Prevent new HIV transmissions by using proven interventions, including pre-exposure prophylaxis (PrEP) and syringe services programs (SSPs)

The HIV epidemic affects all communities differently. Locally designed plans inform the scale up of proven interventions, such as PrEP and SSPs, to address communities’ unique needs.


PrEP is a pill that reduces the risk of getting HIV when taken as prescribed. Fewer than 25%external icon of the approximately 1 million Americans who could benefit from PrEP are using this preventative medication. As part of Ending the HIV Epidemic (EHE), state and local communities (in partnership with CDC and other federal agencies) employ strategies to increase access to and use of PrEP—especially among African American and Latino gay and bisexual men, African American women, and other populations disproportionately affected by HIV.

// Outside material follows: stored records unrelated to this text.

use crate::actuator::{ActuatorError, ActuatorOutput};
use crate::batcher::{Batch, FrameBatcher};
use crate::camera::{CameraError, FrameSource};
use crate::classifier::{check_predictions, ClassifierBackend, ClassifierError, Prediction};
use crate::config::Config;
use crate::frame::Frame;
use crate::manual::{save_capture, ManualCommand, ManualError, ManualOverride};
use crate::motion::MotionController;
use crate::servo::{ServoSweeper, SweepError, SweepLaunch, SweepPlan};
use std::path::PathBuf;
use std::sync::Arc;
use thiserror::Error;
use tokio::sync::{broadcast, mpsc, oneshot};
use tokio::time::sleep;
use tracing::instrument;

const MANUAL_COMMAND_BUFFER: usize = 16;

#[derive(Error, Debug)]
pub enum ControlError {
    #[error("Capture error: {0}")]
    Capture(#[from] CameraError),
    #[error("Actuator error: {0}")]
    Actuator(#[from] ActuatorError),
    #[error("Sweep of servo `{servo}` failed: {source}")]
    Sweep {
        servo: String,
        source: ActuatorError,
    },
}

impl ControlError {
    pub fn category(&self) -> &'static str {
        match self {
            ControlError::Capture(_) => "capture",
            ControlError::Actuator(_) | ControlError::Sweep { .. } => "actuator",
        }
    }
}

#[derive(Debug, Clone, Copy, PartialEq, Eq)]
pub enum LoopState {
    Driving,
    HaltedForSweep,
    Terminated,
}

#[derive(Debug, Clone, Copy, PartialEq, Eq)]
pub enum TerminationReason {
    EndOfStream,
    ShutdownSignal,
}

#[derive(Debug, Clone, Default, PartialEq)]
pub struct LoopReport {
    pub frames: u64,
    pub batches: u64,
    pub inference_failures: u64,
    pub dropped_frames: u64,
    pub halts: u64,
    pub sweeps_launched: u64,
    pub sweeps_rejected: u64,
    pub captures: u64,
    pub termination: Option<TerminationReason>,
}

/// Index of the first prediction whose argmax is `halt_class_index`.
pub fn find_halt_frame(predictions: &[Prediction], halt_class_index: usize) -> Option<usize> {
    predictions
        .iter()
        .position(|prediction| prediction.argmax() == Some(halt_class_index))
}

/// Runs inference on the blocking pool.
async fn classify(
    classifier: Arc<dyn ClassifierBackend>,
    batch: Batch,
    num_classes: usize,
) -> Result<Vec<Prediction>, ClassifierError> {
    let expected = batch.len();
    let predictions = tokio::task::spawn_blocking(move || classifier.classify(batch))
        .await
        .map_err(|e| ClassifierError::TaskFailed(e.to_string()))??;
    check_predictions(expected, num_classes, predictions)
}

/// Capture, classify, decide, act.
///
/// The loop is the only writer of the motor channels. Servo channels are
/// written by the sweeps it launches. Manual commands are queued through a
/// [`ManualOverride`] and executed between frames.
pub struct ControlLoop {
    config: Config,
    source: Box<dyn FrameSource>,
    classifier: Arc<dyn ClassifierBackend>,
    actuator: Arc<dyn ActuatorOutput>,
    motion: MotionController,
    sweeper: ServoSweeper,
    batcher: FrameBatcher,
    plan: SweepPlan,
    commands_tx: mpsc::Sender<ManualCommand>,
    commands_rx: mpsc::Receiver<ManualCommand>,
    state: LoopState,
    report: LoopReport,
}

type Step = Result<Option<TerminationReason>, ControlError>;

impl ControlLoop {
    pub fn new(
        config: Config,
        source: Box<dyn FrameSource>,
        classifier: Arc<dyn ClassifierBackend>,
        actuator: Arc<dyn ActuatorOutput>,
    ) -> Self {
        let motion = MotionController::new(Arc::clone(&actuator), config.motors.clone());
        let sweeper = ServoSweeper::new(Arc::clone(&actuator), &config);
        let batcher = FrameBatcher::new(&config.classifier);
        let plan = SweepPlan::from_config(&config.sweep);
        let (commands_tx, commands_rx) = mpsc::channel(MANUAL_COMMAND_BUFFER);

        Self {
            config,
            source,
            classifier,
            actuator,
            motion,
            sweeper,
            batcher,
            plan,
            commands_tx,
            commands_rx,
            state: LoopState::Driving,
            report: LoopReport::default(),
        }
    }

    pub fn manual_override(&self) -> ManualOverride {
        ManualOverride::new(self.commands_tx.clone())
    }

    fn transition(&mut self, next: LoopState) {
        if self.state != next {
            tracing::debug!(from = ?self.state, to = ?next, "Loop state changed");
            self.state = next;
        }
    }

    /// Runs until the stream ends, a fatal error occurs or `shutdown_rx`
    /// fires. Every exit path stops the motors, parks the servos and
    /// releases the outputs.
    pub async fn run(
        mut self,
        mut shutdown_rx: broadcast::Receiver<()>,
    ) -> Result<LoopReport, ControlError> {
        tracing::info!(
            speed = self.config.drive.speed,
            batch_size = self.config.classifier.batch_size,
            halt_class = self.config.classifier.halt_label(),
            "Control loop starting"
        );

        let outcome = self.drive(&mut shutdown_rx).await;
        let terminated = self.terminate().await;
        let late_failure = self.sweeper.take_failure();

        let result = match (outcome, terminated, late_failure) {
            (Err(e), terminated, _) => {
                if let Err(idle) = terminated {
                    tracing::error!("Failed to idle outputs: {}", idle);
                }
                Err(e)
            }
            (Ok(_), _, Some(failure)) => Err(ControlError::Sweep {
                servo: failure.servo,
                source: failure.error,
            }),
            (Ok(_), Err(idle), None) => Err(idle.into()),
            (Ok(reason), Ok(()), None) => {
                self.report.termination = Some(reason);
                Ok(())
            }
        };

        match result {
            Ok(()) => {
                tracing::info!(report = ?self.report, "Control loop terminated");
                Ok(self.report)
            }
            Err(e) => {
                tracing::error!(
                    category = e.category(),
                    report = ?self.report,
                    "Control loop failed: {}",
                    e
                );
                Err(e)
            }
        }
    }

    async fn drive(
        &mut self,
        shutdown_rx: &mut broadcast::Receiver<()>,
    ) -> Result<TerminationReason, ControlError> {
        self.motion.drive_forward(self.config.drive.speed)?;
        self.transition(LoopState::Driving);

        loop {
            let step = tokio::select! {
                biased;
                _ = shutdown_rx.recv() => Ok(Some(TerminationReason::ShutdownSignal)),
                Some(failure) = self.sweeper.next_failure() => Err(ControlError::Sweep {
                    servo: failure.servo,
                    source: failure.error,
                }),
                Some(command) = self.commands_rx.recv() => {
                    self.handle_command(command, shutdown_rx).await
                }
                frame = self.source.next_frame() => match frame? {
                    Some(frame) => self.process_frame(frame, shutdown_rx).await,
                    None => Ok(Some(TerminationReason::EndOfStream)),
                },
            };

            if let Some(reason) = step? {
                return Ok(reason);
            }
        }
    }

    #[instrument(skip_all, fields(sequence = frame.sequence()))]
    async fn process_frame(
        &mut self,
        frame: Frame,
        shutdown_rx: &mut broadcast::Receiver<()>,
    ) -> Step {
        self.report.frames += 1;

        let batch = match self.batcher.push(frame) {
            Ok(Some(batch)) => batch,
            Ok(None) => return Ok(None),
            Err(e) => {
                tracing::warn!("Dropping frame: {}", e);
                self.report.dropped_frames += 1;
                return Ok(None);
            }
        };
        let sequences: Vec<u64> = batch.frames().iter().map(|f| f.sequence).collect();

        let classifier = Arc::clone(&self.classifier);
        let num_classes = self.config.classifier.num_classes();
        let predictions = tokio::select! {
            biased;
            _ = shutdown_rx.recv() => return Ok(Some(TerminationReason::ShutdownSignal)),
            result = classify(classifier, batch, num_classes) => result,
        };
        let predictions = match predictions {
            Ok(predictions) => predictions,
            Err(e) => {
                tracing::warn!(frames = ?sequences, "Skipping batch: {}", e);
                self.report.inference_failures += 1;
                return Ok(None);
            }
        };
        self.report.batches += 1;

        let labels = &self.config.classifier.class_labels;
        for (sequence, prediction) in sequences.iter().zip(&predictions) {
            tracing::debug!(frame = sequence, "Prediction: {}", prediction.describe(labels));
        }

        match find_halt_frame(&predictions, self.config.classifier.halt_class_index) {
            Some(index) => self.halt_for_sweep(sequences[index], shutdown_rx).await,
            None => Ok(None),
        }
    }

    async fn halt_for_sweep(
        &mut self,
        sequence: u64,
        shutdown_rx: &mut broadcast::Receiver<()>,
    ) -> Step {
        tracing::info!(
            frame = sequence,
            class = self.config.classifier.halt_label(),
            "Halt class detected, stopping for sweep"
        );
        self.transition(LoopState::HaltedForSweep);
        self.report.halts += 1;
        self.motion.stop()?;

        tokio::select! {
            biased;
            _ = shutdown_rx.recv() => return Ok(Some(TerminationReason::ShutdownSignal)),
            _ = sleep(self.config.drive.get_settle_delay()) => {}
        }

        match self.sweeper.start(&self.config.sweep.servo, self.plan) {
            Ok(SweepLaunch::Started) => self.report.sweeps_launched += 1,
            Ok(SweepLaunch::Rejected) => self.report.sweeps_rejected += 1,
            Err(SweepError::Actuator(source)) => {
                return Err(ControlError::Sweep {
                    servo: self.config.sweep.servo.clone(),
                    source,
                })
            }
            Err(e) => tracing::error!("Sweep request aborted: {}", e),
        }

        self.motion.drive_forward(self.config.drive.speed)?;
        self.transition(LoopState::Driving);
        Ok(None)
    }

    async fn handle_command(
        &mut self,
        command: ManualCommand,
        shutdown_rx: &mut broadcast::Receiver<()>,
    ) -> Step {
        match command {
            ManualCommand::Move { direction, reply } => {
                tracing::info!(?direction, "Manual move");
                let result = self.motion.apply(direction, self.config.drive.manual_speed);
                let _ = reply.send(
                    result
                        .clone()
                        .map_err(|e| ManualError::MoveFailed(e.to_string())),
                );
                result?;
                Ok(None)
            }
            ManualCommand::Capture { reply } => {
                let frame = tokio::select! {
                    biased;
                    _ = shutdown_rx.recv() => {
                        let _ = reply.send(Err(ManualError::CaptureFailed(
                            "rover is shutting down".into(),
                        )));
                        return Ok(Some(TerminationReason::ShutdownSignal));
                    }
                    frame = self.source.next_frame() => frame,
                };
                self.finish_capture(frame, reply).await
            }
        }
    }

    async fn finish_capture(
        &mut self,
        frame: Result<Option<Frame>, CameraError>,
        reply: oneshot::Sender<Result<PathBuf, ManualError>>,
    ) -> Step {
        match frame {
            Ok(Some(frame)) => {
                let saved = save_capture(&self.config.capture_dir, frame).await;
                if saved.is_ok() {
                    self.report.captures += 1;
                }
                let _ = reply.send(saved);
                Ok(None)
            }
            Ok(None) => {
                let _ = reply.send(Err(ManualError::CaptureFailed("frame stream ended".into())));
                Ok(Some(TerminationReason::EndOfStream))
            }
            Err(e) => {
                let _ = reply.send(Err(ManualError::CaptureFailed(e.to_string())));
                Err(e.into())
            }
        }
    }

    async fn terminate(&mut self) -> Result<(), ActuatorError> {
        self.transition(LoopState::Terminated);
        let stopped = self.motion.stop();
        self.sweeper
            .shutdown(self.config.sweep.get_shutdown_grace())
            .await;
        let released = self.actuator.release();
        stopped.and(released)
    }
}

As part of its role in EHE, CDC:

  • Works with the Health Resources and Services Administration (HRSA) to train healthcare providers on prescribing and managing PrEP (HRSA works to increase the availability of PrEP services in community health centers).
  • Works with the Substance Abuse and Mental Health Services Administration (SAMHSA) to conduct outreach among groups at highest risk to improve knowledge of PrEP availability and access methods.
  • Maintains clinical guidelines for prescribing PrEP and updates its PrEP Locator with public and private providers nationwide who offer PrEP.
  • Develops and delivers education campaigns to both the public and healthcare providers to combat the stigmas associated with PrEP use and HIV.

Comprehensive SSPs

Comprehensive SSPs have been shown to dramatically reduce HIV risk and can serve as an entry point for a range of services to help stop drug use, overdose deaths, and infectious diseases. Research shows that new users of SSPs are five times more likely to enter drug treatment and almost three times more likely to stop using drugs than people who don’t use SSPs.

Many communities threatened by the opioid epidemic and increasing injection drug use, however, lack the resources to establish effective SSPs. CDC works with SAMHSA to increase access to and use of comprehensive SSPs and with local communities to implement SSPs where they are needed and permitted by state and local laws.

CDC has issued guidance on how to deliver these critical HIV prevention services during clinical service disruptions. This includes offering guidance for providing PrEP when facility-based services and patient-clinician contact is limited, as well as interim guidance for SSP programs operating during the COVID-19 pandemic.

Innovations spurred by COVID-19, such as the expansion in self-testing and telemedicine, have the potential to achieve EHE goals during the pandemic and beyond. CDC will continue to offer guidance and share creative, community-based solutions in order to deliver prevention in new, more accessible ways.